What to do » From the line containing "async fn email_taken(&self, email: &str, except_id: Option<u64>)" down to the last line of the material below, copy each line exactly and leave out the rest.

Records shown »
▬▬▬▬▬▬▬▬▬▬
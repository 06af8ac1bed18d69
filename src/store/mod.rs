//! Persistence boundary for funcionário records.

use async_trait::async_trait;
use derive_more::Display;

use crate::model::funcionario::{
    Funcionario, FuncionarioChanges, FuncionarioResumo, NovoFuncionario,
};

#[cfg(test)]
pub mod memory;
pub mod mysql;

pub use mysql::MySqlFuncionarioStore;

#[derive(Debug, Display)]
pub enum StoreError {
    /// The unique constraint on `email` rejected the write.
    #[display(fmt = "email already registered")]
    DuplicateEmail,

    #[display(fmt = "{}", _0)]
    Database(String),
}

impl std::error::Error for StoreError {}

impl From<sqlx::Error> for StoreError {
    fn from(err: sqlx::Error) -> Self {
        if let sqlx::Error::Database(db_err) = &err {
            if db_err.is_unique_violation() {
                return StoreError::DuplicateEmail;
            }
        }

        StoreError::Database(err.to_string())
    }
}

pub type StoreResult<T> = Result<T, StoreError>;

#[async_trait]
pub trait FuncionarioStore: Send + Sync {
    /// All records, newest `created_at` first.
    async fn list(&self) -> StoreResult<Vec<FuncionarioResumo>>;

    async fn find(&self, id: u64) -> StoreResult<Option<Funcionario>>;

    /// Whether another record already uses `email`; `except_id` is left out of the check.
    async fn email_taken(&self, email: &str, except_id: Option<u64>) -> StoreResult<bool>;

    async fn insert(&self, novo: NovoFuncionario) -> StoreResult<Funcionario>;

    /// Applies `changes` and returns the stored row, or `None` if `id` does not exist.
    async fn update(&self, id: u64, changes: FuncionarioChanges)
    -> StoreResult<Option<Funcionario>>;

    /// Returns `false` when nothing was deleted.
    async fn delete(&self, id: u64) -> StoreResult<bool>;
}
▬▬▬▬▬▬▬▬▬▬
Expected answer »
    async fn email_taken(&self, email: &str, except_id: Option<u64>) -> StoreResult<bool>;

    async fn insert(&self, novo: NovoFuncionario) -> StoreResult<Funcionario>;

    /// Applies `changes` and returns the stored row, or `None` if `id` does not exist.
    async fn update(&self, id: u64, changes: FuncionarioChanges)
    -> StoreResult<Option<Funcionario>>;

    /// Returns `false` when nothing was deleted.
    async fn delete(&self, id: u64) -> StoreResult<bool>;
}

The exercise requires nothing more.